Dans les pays développés, la plupart des adultes dorment de manière monophasée : une seule fois, pendant la nuit, avec une moyenne aujourd'hui inférieure à sept heures. Et pourtant, le sommeil biphasé (la sieste pendant l’après-midi) n’est pas une pratique culturelle, mais une caractéristique biologique. Tous les humains, indépendamment de leur culture ou de leur situation géographique, sont génétiquement programmés pour ressentir une fatigue en milieu d’après-midi (phénomène appelé vigilance minimale postprandiale (latin prandium –repas). La société moderne nous a coupés d’une organisation prédéterminée d’un sommeil en deux phases. Des études montrent que si l’on nous prive de la pratique innée du sommeil biphasé, notre expérience de vie diminue. Les clés de la longévité : pratiquer le sommeil naturel biphasé et un régime alimentaire sain.
Vers la quarantaine et chez les personnes âgées, le sommeil est plus problématique et plus perturbé que chez les adolescents. Les personnes âgées n’ont pas besoin de moins de sommeil, au contraire, elles nécessitent autant de sommeil que les gens de quarante ou cinquante ans, mais elles sont moins capables de le générer.

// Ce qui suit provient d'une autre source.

//! End-to-end tests of the mirrorkit binary.

use assert_cmd::Command;
use predicates::prelude::*;
use tempfile::TempDir;

fn mirrorkit(dir: &TempDir) -> Command {
    let mut cmd = Command::cargo_bin("mirrorkit").unwrap();
    cmd.current_dir(dir.path())
        .env_remove("MIRRORKIT_CONFIG")
        .env_remove("MIRRORKIT_OUT")
        .env_remove("MIRRORKIT_SITE_URL")
        .env_remove("RUST_LOG");
    cmd
}

#[test]
fn test_build_writes_site() {
    let dir = TempDir::new().unwrap();
    std::fs::write(
        dir.path().join("site-config.json"),
        r#"{"siteUrl": "https://mirrors.test/", "lastmod": "2024-05-01"}"#,
    )
    .unwrap();

    mirrorkit(&dir)
        .args(["build", "--out", "site"])
        .assert()
        .success()
        .stdout(predicate::str::contains("scripts: "))
        .stdout(predicate::str::contains("pages: "))
        .stdout(predicate::str::contains("sitemap: 2/2 succeeded"));

    let site = dir.path().join("site");
    assert!(site.join("scripts/npm-aliyun.sh").is_file());
    assert!(site.join("scripts/index.json").is_file());
    assert!(site.join("tools/npm/aliyun/index.html").is_file());
    let robots = std::fs::read_to_string(site.join("robots.txt")).unwrap();
    assert!(robots.contains("Sitemap: https://mirrors.test/sitemap.xml"));
}

#[test]
fn test_site_url_flag_overrides_config() {
    let dir = TempDir::new().unwrap();
    mirrorkit(&dir)
        .args(["sitemap", "--site-url", "https://override.test"])
        .assert()
        .success();
    let robots = std::fs::read_to_string(dir.path().join("dist/robots.txt")).unwrap();
    assert!(robots.contains("https://override.test/sitemap.xml"));
}

#[test]
fn test_out_dir_from_environment() {
    let dir = TempDir::new().unwrap();
    mirrorkit(&dir)
        .env("MIRRORKIT_OUT", "from-env")
        .arg("sitemap")
        .assert()
        .success();
    assert!(dir.path().join("from-env/sitemap.xml").is_file());
}

#[test]
fn test_validate_writes_nothing() {
    let dir = TempDir::new().unwrap();
    mirrorkit(&dir)
        .arg("validate")
        .assert()
        .success()
        .stdout(predicate::str::starts_with("validate: "))
        .stdout(predicate::str::contains("0 failed, 0 collided"));
    assert!(!dir.path().join("dist").exists());
}

#[test]
fn test_malformed_config_exits_2() {
    let dir = TempDir::new().unwrap();
    std::fs::write(dir.path().join("site-config.json"), "{ not json").unwrap();
    mirrorkit(&dir)
        .arg("scripts")
        .assert()
        .code(2)
        .stderr(predicate::str::contains("site-config.json"));
    assert!(!dir.path().join("dist").exists());
}

#[test]
fn test_bad_site_url_exits_2() {
    let dir = TempDir::new().unwrap();
    mirrorkit(&dir)
        .args(["pages", "--site-url", "ftp://mirrors.test"])
        .assert()
        .code(2)
        .stderr(predicate::str::contains("siteUrl"));
}

#[test]
fn test_show_manual_command() {
    let dir = TempDir::new().unwrap();
    mirrorkit(&dir)
        .args(["show", "npm", "aliyun", "--part", "manual"])
        .assert()
        .success()
        .stdout("npm config set registry https://registry.npmmirror.com\n");
}

#[test]
fn test_show_os_sensitive_script() {
    let dir = TempDir::new().unwrap();
    mirrorkit(&dir)
        .args(["show", "apt", "aliyun", "--os", "ubuntu-22.04", "--part", "script"])
        .assert()
        .success()
        .stdout(predicate::str::starts_with("#!/bin/bash"))
        .stdout(predicate::str::contains("jammy"));
}

#[test]
fn test_show_json_envelope() {
    let dir = TempDir::new().unwrap();
    let output = mirrorkit(&dir)
        .args(["--json", "show", "docker", "aliyun"])
        .output()
        .unwrap();
    assert!(output.status.success());
    let json: serde_json::Value = serde_json::from_slice(&output.stdout).unwrap();
    assert_eq!(json["status"], "ok");
    assert_eq!(json["data"]["scriptFileName"], "docker-aliyun.sh");
    assert_eq!(json["data"]["configFile"]["fileName"], "daemon.json");
    assert_eq!(json["data"]["issues"].as_array().unwrap().len(), 0);
}

#[test]
fn test_show_requires_os_version() {
    let dir = TempDir::new().unwrap();
    mirrorkit(&dir)
        .args(["show", "apt", "aliyun"])
        .assert()
        .code(2)
        .stderr(predicate::str::contains("requires an OS version"));
}

#[test]
fn test_show_config_of_tool_without_one() {
    let dir = TempDir::new().unwrap();
    mirrorkit(&dir)
        .args(["show", "yum", "aliyun", "--os", "centos-7", "--part", "config"])
        .assert()
        .code(2)
        .stderr(predicate::str::contains("has no config file"));
}

#[test]
fn test_unknown_tool_exits_2() {
    let dir = TempDir::new().unwrap();
    mirrorkit(&dir)
        .args(["--json", "list", "nope"])
        .assert()
        .code(2)
        .stdout(predicate::str::contains(r#""status":"error""#))
        .stdout(predicate::str::contains(r#""code":"config""#));
}

#[test]
fn test_list_overview_and_detail() {
    let dir = TempDir::new().unwrap();
    mirrorkit(&dir)
        .arg("list")
        .assert()
        .success()
        .stdout(predicate::str::contains("(system)"))
        .stdout(predicate::str::contains("docker"));

    mirrorkit(&dir)
        .args(["list", "apt"])
        .assert()
        .success()
        .stdout(predicate::str::contains("OS versions:"))
        .stdout(predicate::str::contains("debian-12"));
}

#[test]
fn test_missing_subcommand_exits_2() {
    let dir = TempDir::new().unwrap();
    mirrorkit(&dir)
        .assert()
        .code(2)
        .stderr(predicate::str::contains("No subcommand provided"));
}

#[test]
fn test_log_format_flag_selects_json_logs() {
    let dir = TempDir::new().unwrap();
    mirrorkit(&dir)
        .args(["--log-format", "json", "--level", "debug", "list", "npm"])
        .assert()
        .success()
        .stdout(predicate::str::contains("aliyun"))
        .stderr(predicate::str::contains(r#""level":"DEBUG""#));
}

Leur sommeil profond est détérioré : il est plus fragmenté. Plus nous avançons dans l’âge, plus nos réveils nocturnes sont fréquents. Si nous passons huit heures au lit en dormant, l’efficacité de notre sommeil est de 100%, si nous dormons quatre heures sur ces huit heures, l’efficacité du sommeil est de 50%. Et moins le sommeil d’un individu âgé est efficace, plus les risques de mortalité de cet individu sont élevés. Cette dégradation du sommeil est liée à la détérioration, avec l’âge, des zones génératrices du sommeil profond (les zones frontales situées au-dessus de l’arête du nez). Les personnes âgées souffrent d’une perte de 70% de sommeil profond par rapport aux jeunes adultes. Il faudrait envisager de meilleures solutions non pharmacologiques, et il faudrait aussi pouvoir s’adresser à des médecins du sommeil.